[WHAT THE TASK ASKS]: Lines before the one containing "pub use crate::core::config;" are to be left out; that line and every line after it, through the last line below, are to be reproduced exactly.

[SUPPLIED DATA]:
# # # # #
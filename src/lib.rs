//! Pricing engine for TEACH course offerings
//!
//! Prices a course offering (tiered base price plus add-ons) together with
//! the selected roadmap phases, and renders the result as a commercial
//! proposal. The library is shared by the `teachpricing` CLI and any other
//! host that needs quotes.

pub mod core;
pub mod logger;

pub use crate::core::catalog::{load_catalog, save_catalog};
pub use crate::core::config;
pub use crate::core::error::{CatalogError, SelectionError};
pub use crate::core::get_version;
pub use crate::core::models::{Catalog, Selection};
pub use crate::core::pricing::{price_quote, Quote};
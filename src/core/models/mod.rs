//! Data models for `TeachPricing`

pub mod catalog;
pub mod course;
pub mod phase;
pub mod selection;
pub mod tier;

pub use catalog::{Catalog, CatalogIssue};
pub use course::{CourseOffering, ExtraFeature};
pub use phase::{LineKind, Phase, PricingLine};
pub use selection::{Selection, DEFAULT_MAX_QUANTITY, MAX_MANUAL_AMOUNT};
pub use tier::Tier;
# # # # #
[WORKED SOLUTION]:
pub use crate::core::config;
pub use crate::core::error::{CatalogError, SelectionError};
pub use crate::core::get_version;
pub use crate::core::models::{Catalog, Selection};
pub use crate::core::pricing::{price_quote, Quote};
filename src/core/models/mod.rs
//! Data models for `TeachPricing`

pub mod catalog;
pub mod course;
pub mod phase;
pub mod selection;
pub mod tier;

pub use catalog::{Catalog, CatalogIssue};
pub use course::{CourseOffering, ExtraFeature};
pub use phase::{LineKind, Phase, PricingLine};
pub use selection::{Selection, DEFAULT_MAX_QUANTITY, MAX_MANUAL_AMOUNT};
pub use tier::Tier;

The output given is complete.